→ Problem description: The number of lines containing the word "types" is all you should give; count them in the records below.

(Records for this exercise)

//! Error types for the transport module.

use thiserror::Error;

/// Errors raised while connecting or exchanging a request.
#[derive(Debug, Error)]
pub enum TransportError {
    /// The connect host could not be resolved to an address.
    #[error("unable to resolve '{host}': {source}")]
    Resolve {
        /// The host that failed to resolve.
        host: String,
        /// The underlying resolver error.
        #[source]
        source: std::io::Error,
    },

    /// No connection could be opened to the resolved address.
    #[error("failed to connect to {address}: {source}")]
    Connect {
        /// `ip:port` that was tried.
        address: String,
        /// The underlying socket error.
        #[source]
        source: std::io::Error,
    },

    /// The request or connect attempt did not complete in time.
    #[error("timeout talking to {target}")]
    Timeout {
        /// URL or address involved.
        target: String,
    },

    /// The server does not speak the requested protocol version.
    #[error("server does not speak {requested}: {detail}")]
    VersionMismatch {
        /// The pinned protocol.
        requested: String,
        /// What was observed instead.
        detail: String,
    },

    /// Any other request-level failure.
    #[error("request to {url} failed: {source}")]
    Request {
        /// The URL requested.
        url: String,
        /// The underlying client error.
        #[source]
        source: reqwest::Error,
    },

    /// The HTTP client could not be configured.
    #[error("failed to build HTTP client: {0}")]
    Client(#[source] reqwest::Error),

    /// `send` was called before a successful `connect`.
    #[error("transport is not connected")]
    NotConnected,
}

impl TransportError {
    /// Creates a timeout error.
    pub fn timeout(target: impl Into<String>) -> Self {
        Self::Timeout {
            target: target.into(),
        }
    }

    /// Creates a version mismatch error.
    pub fn version_mismatch(requested: impl Into<String>, detail: impl Into<String>) -> Self {
        Self::VersionMismatch {
            requested: requested.into(),
            detail: detail.into(),
        }
    }
}
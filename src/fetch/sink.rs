//! Writes response bodies to files named after the URL's last path segment.

use std::path::{Path, PathBuf};

use tokio::fs::File;
use tokio::io::AsyncWriteExt;
use tracing::debug;

use super::error::FetchError;

/// Output folder for fetched bodies.
#[derive(Debug, Clone)]
pub struct FileSink {
    folder: PathBuf,
}

impl FileSink {
    /// Creates a sink writing into `folder`.
    #[must_use]
    pub fn new(folder: impl Into<PathBuf>) -> Self {
        Self {
            folder: folder.into(),
        }
    }

    /// The destination folder.
    #[must_use]
    pub fn folder(&self) -> &Path {
        &self.folder
    }

    /// Output path for `url`: the folder joined with everything after the last `/`.
    ///
    /// # Errors
    ///
    /// Returns [`FetchError::EmptyFileName`] when the URL ends with `/`.
    pub fn path_for(&self, url: &str) -> Result<PathBuf, FetchError> {
        let path = url::Url::parse(url).map_or_else(|_| url.to_string(), |u| u.path().to_string());
        let name = path.rsplit('/').next().unwrap_or_default();
        if name.is_empty() {
            return Err(FetchError::EmptyFileName {
                url: url.to_string(),
            });
        }
        Ok(self.folder.join(name))
    }

    /// Truncates or creates the output file for `url` and writes `body` to it.
    ///
    /// The handle is flushed and dropped before returning.
    ///
    /// # Errors
    ///
    /// Returns [`FetchError::Io`] if the file cannot be created or written, and
    /// [`FetchError::EmptyFileName`] if no filename can be derived.
    pub async fn write(&self, url: &str, body: &[u8]) -> Result<u64, FetchError> {
        let path = self.path_for(url)?;
        let mut file = File::create(&path)
            .await
            .map_err(|e| FetchError::io(path.clone(), e))?;
        file.write_all(body)
            .await
            .map_err(|e| FetchError::io(path.clone(), e))?;
        file.flush()
            .await
            .map_err(|e| FetchError::io(path.clone(), e))?;

        let written = body.len() as u64;
        debug!(path = %path.display(), bytes = written, "wrote response body");
        Ok(written)
    }
}
//! Byte and timing bookkeeping for one run.

use std::time::{Duration, Instant, SystemTime};

/// Accumulated metrics for one run.
///
/// `start`/`stop` bracket the whole run, not individual requests. Counters
/// only ever grow.
#[derive(Debug, Default, Clone)]
pub struct RunMetrics {
    total_bytes: u64,
    requests: u64,
    started: Option<(Instant, SystemTime)>,
    finished: Option<(Instant, SystemTime)>,
}

impl RunMetrics {
    /// Creates an empty recorder.
    #[must_use]
    pub fn new() -> Self {
        Self::default()
    }

    /// Marks the start of the run.
    pub fn start(&mut self) {
        self.started = Some((Instant::now(), SystemTime::now()));
        self.finished = None;
    }

    /// Records one completed request that downloaded `bytes`.
    pub fn record_bytes(&mut self, bytes: u64) {
        self.total_bytes = self.total_bytes.saturating_add(bytes);
        self.requests += 1;
    }

    /// Marks the end of the run and returns the elapsed time.
    pub fn stop(&mut self) -> Duration {
        self.finished = Some((Instant::now(), SystemTime::now()));
        self.elapsed()
    }

    /// Total bytes downloaded so far.
    #[must_use]
    pub fn total_bytes(&self) -> u64 {
        self.total_bytes
    }

    /// Requests recorded so far.
    #[must_use]
    pub fn requests(&self) -> u64 {
        self.requests
    }

    /// Time between start and stop, or start and now while running.
    #[must_use]
    pub fn elapsed(&self) -> Duration {
        match (self.started, self.finished) {
            (Some((start, _)), Some((end, _))) => end.duration_since(start),
            (Some((start, _)), None) => start.elapsed(),
            _ => Duration::ZERO,
        }
    }

    /// Wall-clock start time.
    #[must_use]
    pub fn started_at(&self) -> Option<SystemTime> {
        self.started.map(|(_, wall)| wall)
    }

    /// Wall-clock finish time.
    #[must_use]
    pub fn finished_at(&self) -> Option<SystemTime> {
        self.finished.map(|(_, wall)| wall)
    }

    /// Bytes per second over the elapsed time; zero before any time has passed.
    #[must_use]
    #[allow(clippy::cast_precision_loss)]
    pub fn throughput(&self) -> f64 {
        let secs = self.elapsed().as_secs_f64();
        if secs > 0.0 {
            self.total_bytes as f64 / secs
        } else {
            0.0
        }
    }
}
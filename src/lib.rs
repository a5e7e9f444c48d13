//! Segfetch Core Library
//!
//! Fetches a templated series of media segments (benchmark mode) or a stream
//! of URLs read from input (interactive mode), writes every response body to
//! disk, and reports sizes, status outcomes, and run timing.
//!
//! # Architecture
//!
//! The library is organized into the following modules:
//! - [`config`] - Immutable run configuration and validation errors
//! - [`fetch`] - URL templating, request building, classification, file sink, the fetch loop
//! - [`report`] - Line-oriented stdout report
//! - [`transport`] - The `Transport` capability and its reqwest-backed implementation

// Clippy lints - strict for library code
#![deny(clippy::unwrap_used)]
#![deny(clippy::expect_used)]
#![warn(clippy::pedantic)]
#![allow(clippy::module_name_repetitions)]

pub mod config;
pub mod fetch;
pub mod report;
pub mod transport;
mod user_agent;

// Re-export commonly used types
pub use config::{ConfigError, RunConfig, RunMode};
pub use fetch::{FetchError, FetchLoop, Outcome, RunEnd, RunState, RunSummary};
pub use transport::{HttpTransport, Protocol, Transport, TransportError, TransportOptions};
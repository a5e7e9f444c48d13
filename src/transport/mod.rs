//! The network exchange capability consumed by the fetch loop.
//!
//! The loop only ever sees the [`Transport`] trait: it connects once, then
//! sends one request at a time and waits for the [`ResponseResult`]. Which
//! protocol engine sits behind the trait is decided once at startup.
//!
//! - [`HttpTransport`] - reqwest-backed HTTP/1.1 or HTTP/2 transport

mod constants;
mod error;
mod http;

use async_trait::async_trait;
use url::Url;

use crate::fetch::RequestDescriptor;

pub use constants::{CONNECT_TIMEOUT_SECS, READ_TIMEOUT_SECS};
pub use error::TransportError;
pub use http::{HttpTransport, Protocol, TransportOptions};

/// Status and body of one response.
#[derive(Debug, Clone, PartialEq, Eq)]
pub struct ResponseResult {
    /// HTTP status code.
    pub status: u16,
    /// Full response body.
    pub body: Vec<u8>,
}

impl ResponseResult {
    /// Creates a response result.
    #[must_use]
    pub fn new(status: u16, body: impl Into<Vec<u8>>) -> Self {
        Self {
            status,
            body: body.into(),
        }
    }
}

/// A protocol engine able to perform request/response exchanges.
///
/// This trait uses `async_trait` so the fetch loop can hold a
/// `&mut dyn Transport` chosen at runtime.
#[async_trait]
pub trait Transport: Send + Sync {
    /// Short protocol name for logs.
    fn name(&self) -> &str;

    /// Establishes (or verifies) connectivity to the server behind `target`.
    async fn connect(&mut self, target: &Url) -> Result<(), TransportError>;

    /// Sends one request and waits for the complete response.
    async fn send(&self, request: &RequestDescriptor) -> Result<ResponseResult, TransportError>;
}
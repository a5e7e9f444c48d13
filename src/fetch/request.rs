//! Request construction: method selection, header list parsing, descriptors.

use std::fmt;

use reqwest::header::{HeaderName, HeaderValue};
use tracing::trace;
use url::Url;

use super::error::FetchError;
use crate::config::ConfigError;

/// Request method. Only GET and POST are ever issued.
#[derive(Debug, Clone, Copy, PartialEq, Eq)]
pub enum Method {
    /// Empty request body.
    Get,
    /// Non-empty request body.
    Post,
}

impl Method {
    /// POST when `body` is non-empty, GET otherwise.
    #[must_use]
    pub fn for_body(body: &[u8]) -> Self {
        if body.is_empty() { Self::Get } else { Self::Post }
    }

    /// Upper-case method token.
    #[must_use]
    pub fn as_str(self) -> &'static str {
        match self {
            Self::Get => "GET",
            Self::Post => "POST",
        }
    }
}

impl fmt::Display for Method {
    fn fmt(&self, f: &mut fmt::Formatter<'_>) -> fmt::Result {
        f.write_str(self.as_str())
    }
}

/// Ordered header list where a repeated name overwrites the earlier value in place.
///
/// Names compare ASCII case-insensitively.
#[derive(Debug, Clone, Default, PartialEq, Eq)]
pub struct Headers {
    entries: Vec<(String, String)>,
}

impl Headers {
    /// Inserts or overwrites `name`.
    pub fn insert(&mut self, name: impl Into<String>, value: impl Into<String>) {
        let name = name.into();
        let value = value.into();
        match self
            .entries
            .iter_mut()
            .find(|(existing, _)| existing.eq_ignore_ascii_case(&name))
        {
            Some(entry) => entry.1 = value,
            None => self.entries.push((name, value)),
        }
    }

    /// Looks up a header value.
    #[must_use]
    pub fn get(&self, name: &str) -> Option<&str> {
        self.entries
            .iter()
            .find(|(existing, _)| existing.eq_ignore_ascii_case(name))
            .map(|(_, value)| value.as_str())
    }

    /// Iterates in declaration order.
    pub fn iter(&self) -> impl Iterator<Item = (&str, &str)> {
        self.entries.iter().map(|(n, v)| (n.as_str(), v.as_str()))
    }

    /// Number of distinct headers.
    #[must_use]
    pub fn len(&self) -> usize {
        self.entries.len()
    }

    /// True when no headers are set.
    #[must_use]
    pub fn is_empty(&self) -> bool {
        self.entries.is_empty()
    }
}

/// Parses a `name: value; name: value` header list.
///
/// Empty pieces are skipped; name and value are trimmed independently and
/// split on the first `:` only, so values may contain colons.
///
/// # Errors
///
/// Returns [`ConfigError::MalformedHeader`] for a non-empty piece without `:`,
/// or whose name or value is not a valid HTTP header token.
///
/// # Examples
///
/// ```
/// use segfetch_core::fetch::parse_header_spec;
///
/// let headers = parse_header_spec("A: 1; B: 2").unwrap();
/// assert_eq!(headers.get("A"), Some("1"));
/// assert_eq!(headers.get("B"), Some("2"));
/// ```
pub fn parse_header_spec(spec: &str) -> Result<Headers, ConfigError> {
    let mut headers = Headers::default();
    for piece in spec.split(';').map(str::trim).filter(|p| !p.is_empty()) {
        let (name, value) = piece
            .split_once(':')
            .map(|(n, v)| (n.trim(), v.trim()))
            .filter(|(n, v)| {
                HeaderName::from_bytes(n.as_bytes()).is_ok() && HeaderValue::from_str(v).is_ok()
            })
            .ok_or_else(|| ConfigError::MalformedHeader {
                piece: piece.to_string(),
            })?;
        trace!(name, value, "parsed header");
        headers.insert(name, value);
    }
    Ok(headers)
}

/// Everything a transport needs to issue one request.
#[derive(Debug, Clone, PartialEq, Eq)]
pub struct RequestDescriptor {
    /// GET or POST.
    pub method: Method,
    /// The parsed request URL.
    pub url: Url,
    /// URL scheme, e.g. `https`.
    pub scheme: String,
    /// Host, with the port when one was given explicitly.
    pub authority: String,
    /// Path plus query string.
    pub path: String,
    /// Extra headers in declaration order.
    pub headers: Headers,
    /// Request body, possibly empty.
    pub body: Vec<u8>,
}

/// Builds [`RequestDescriptor`]s from URLs using a fixed body and header list.
#[derive(Debug, Clone, Default)]
pub struct RequestBuilder {
    body: Vec<u8>,
    headers: Headers,
}

impl RequestBuilder {
    /// Creates a builder from an already parsed header list.
    #[must_use]
    pub fn new(body: impl Into<Vec<u8>>, headers: Headers) -> Self {
        Self {
            body: body.into(),
            headers,
        }
    }

    /// Creates a builder from a raw header list.
    ///
    /// # Errors
    ///
    /// Returns [`ConfigError::MalformedHeader`] if the list does not parse.
    pub fn from_spec(body: impl Into<Vec<u8>>, header_spec: &str) -> Result<Self, ConfigError> {
        Ok(Self::new(body, parse_header_spec(header_spec)?))
    }

    /// The method every request from this builder will use.
    #[must_use]
    pub fn method(&self) -> Method {
        Method::for_body(&self.body)
    }

    /// Builds the descriptor for `url`.
    ///
    /// # Errors
    ///
    /// Returns [`FetchError::InvalidUrl`] if `url` does not parse or has no host.
    pub fn build(&self, url: &str) -> Result<RequestDescriptor, FetchError> {
        let parsed = Url::parse(url).map_err(|e| FetchError::invalid_url(url, e.to_string()))?;
        let host = parsed
            .host_str()
            .ok_or_else(|| FetchError::invalid_url(url, "URL has no host"))?;
        let authority = match parsed.port() {
            Some(port) => format!("{host}:{port}"),
            None => host.to_string(),
        };
        let path = match parsed.query() {
            Some(query) => format!("{}?{query}", parsed.path()),
            None => parsed.path().to_string(),
        };

        Ok(RequestDescriptor {
            method: self.method(),
            scheme: parsed.scheme().to_string(),
            authority,
            path,
            headers: self.headers.clone(),
            body: self.body.clone(),
            url: parsed,
        })
    }
}
//! Plain-text setup log under `~/.claude-code-logs`.
//!
//! Each record is one line appended to both `setup-<YYYY-MM-DD>.log` and
//! `setup-latest.log`. The latest file is appended to like the dated one and
//! therefore accumulates every run.

use std::path::{Path, PathBuf};

use chrono::{DateTime, SecondsFormat, Utc};

use crate::error::Result;

/// Directory name under the user's home.
pub const LOG_DIR_NAME: &str = ".claude-code-logs";

/// File that receives every record regardless of date.
pub const LATEST_LOG_NAME: &str = "setup-latest.log";

/// Append-only log sink for setup runs.
#[derive(Debug, Clone)]
pub struct SetupLog {
    dir: PathBuf,
}

impl SetupLog {
    pub fn new(dir: impl Into<PathBuf>) -> Self {
        Self { dir: dir.into() }
    }

    /// `<home>/.claude-code-logs`
    pub fn in_home(home: &Path) -> Self {
        Self::new(home.join(LOG_DIR_NAME))
    }

    pub fn dir(&self) -> &Path {
        &self.dir
    }

    /// Dated log file for the UTC day of `now`.
    pub fn daily_path(&self, now: DateTime<Utc>) -> PathBuf {
        self.dir.join(format!("setup-{}.log", now.format("%Y-%m-%d")))
    }

    pub fn latest_path(&self) -> PathBuf {
        self.dir.join(LATEST_LOG_NAME)
    }

    pub fn record(&self, message: &str) -> Result<()> {
        self.record_at(Utc::now(), message, false)
    }

    pub fn record_error(&self, message: &str) -> Result<()> {
        self.record_at(Utc::now(), message, true)
    }

    /// Append one record stamped with `now`.
    pub fn record_at(&self, now: DateTime<Utc>, message: &str, is_error: bool) -> Result<()> {
        if !self.dir.exists() {
            std::fs::create_dir_all(&self.dir).map_err(|e| mdmcp_fs::Error::io(&self.dir, e))?;
        }
        let line = format_entry(now, message, is_error);
        mdmcp_fs::io::append_line(&self.daily_path(now), &line)?;
        mdmcp_fs::io::append_line(&self.latest_path(), &line)?;
        Ok(())
    }
}

/// `[2024-05-01T12:00:00.000Z] ERROR: message\n`
pub fn format_entry(now: DateTime<Utc>, message: &str, is_error: bool) -> String {
    format!(
        "[{}] {}{}\n",
        now.to_rfc3339_opts(SecondsFormat::Millis, true),
        if is_error { "ERROR: " } else { "" },
        message
    )
}

/// Record `message` and discard any failure.
///
/// Logging must not abort setup. When an error record itself cannot be
/// written, the reason goes to stderr.
pub fn log_best_effort(log: &SetupLog, message: &str, is_error: bool) {
    let result = if is_error {
        log.record_error(message)
    } else {
        log.record(message)
    };
    if let Err(e) = result {
        tracing::debug!(error = %e, dir = %log.dir().display(), "setup log write failed");
        if is_error {
            eprintln!("[Log Error] {e}");
        }
    }
}
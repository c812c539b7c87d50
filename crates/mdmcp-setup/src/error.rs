//! Error types for mdmcp-setup

use std::path::PathBuf;

pub type Result<T> = std::result::Result<T, Error>;

#[derive(Debug, thiserror::Error)]
pub enum Error {
    #[error("Filesystem error: {0}")]
    Fs(#[from] mdmcp_fs::Error),

    #[error("JSON error: {0}")]
    Json(#[from] serde_json::Error),

    #[error("Unsupported operating system: {os}")]
    UnsupportedPlatform { os: String },

    #[error("Could not determine the home directory")]
    HomeDirNotFound,

    #[error("Error parsing existing config at {path}: {source}")]
    ConfigParse {
        path: PathBuf,
        #[source]
        source: serde_json::Error,
    },

    #[error("Existing config at {path} is not a JSON object")]
    ConfigNotObject { path: PathBuf },

    #[error("\"{key}\" in {path} is not a JSON object")]
    ServersNotObject { path: PathBuf, key: String },

    #[error("Command `{command}` failed: {message}")]
    Command { command: String, message: String },
}

impl Error {
    /// Whether this error comes from validating the platform or the existing
    /// config, as opposed to a failure while doing the work.
    pub fn is_validation(&self) -> bool {
        matches!(
            self,
            Self::UnsupportedPlatform { .. }
                | Self::ConfigParse { .. }
                | Self::ConfigNotObject { .. }
                | Self::ServersNotObject { .. }
        )
    }
}
//! Detection of the invoking shell and launcher.
//!
//! Both values only feed diagnostics.

use std::fmt;

/// Normalize `$SHELL` to a short shell name.
///
/// `None` yields `"unknown"`. Names outside the known table are returned as
/// found.
pub fn detect_shell(shell: Option<&str>) -> String {
    let shell = shell.filter(|s| !s.is_empty()).unwrap_or("unknown");
    let name = shell
        .rsplit('/')
        .next()
        .filter(|s| !s.is_empty())
        .unwrap_or(shell);

    match name.to_ascii_lowercase().as_str() {
        known @ ("bash" | "zsh" | "fish" | "sh" | "dash" | "ksh" | "tcsh" | "csh" | "cmd"
        | "powershell") => known.to_string(),
        "pwsh" => "powershell".to_string(),
        _ => name.to_string(),
    }
}

/// How the setup binary was launched.
#[derive(Debug, Clone, PartialEq, Eq)]
pub enum ExecutionContext {
    Npx,
    NpmScript(String),
    NodeDirect,
    Unknown,
}

impl ExecutionContext {
    pub fn detect(
        npm_command: Option<&str>,
        npm_lifecycle_event: Option<&str>,
        argv0: Option<&str>,
        argv1: Option<&str>,
    ) -> Self {
        if npm_command == Some("exec") || argv1.is_some_and(|a| a.contains("npx")) {
            return Self::Npx;
        }
        if let Some(event) = npm_lifecycle_event.filter(|e| !e.is_empty()) {
            return Self::NpmScript(event.to_string());
        }
        if argv0.is_some_and(|a| a.contains("node")) {
            return Self::NodeDirect;
        }
        Self::Unknown
    }

    /// Detect from the current process environment and arguments.
    pub fn from_env() -> Self {
        let npm_command = std::env::var("npm_command").ok();
        let lifecycle = std::env::var("npm_lifecycle_event").ok();
        let mut args = std::env::args_os().map(|a| a.to_string_lossy().into_owned());
        let argv0 = args.next();
        let argv1 = args.next();
        Self::detect(
            npm_command.as_deref(),
            lifecycle.as_deref(),
            argv0.as_deref(),
            argv1.as_deref(),
        )
    }
}

impl fmt::Display for ExecutionContext {
    fn fmt(&self, f: &mut fmt::Formatter<'_>) -> fmt::Result {
        match self {
            Self::Npx => write!(f, "npx"),
            Self::NpmScript(event) => write!(f, "npm_{event}"),
            Self::NodeDirect => write!(f, "node_direct"),
            Self::Unknown => write!(f, "unknown"),
        }
    }
}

(End Records for this exercise)

→ Output for this task: 3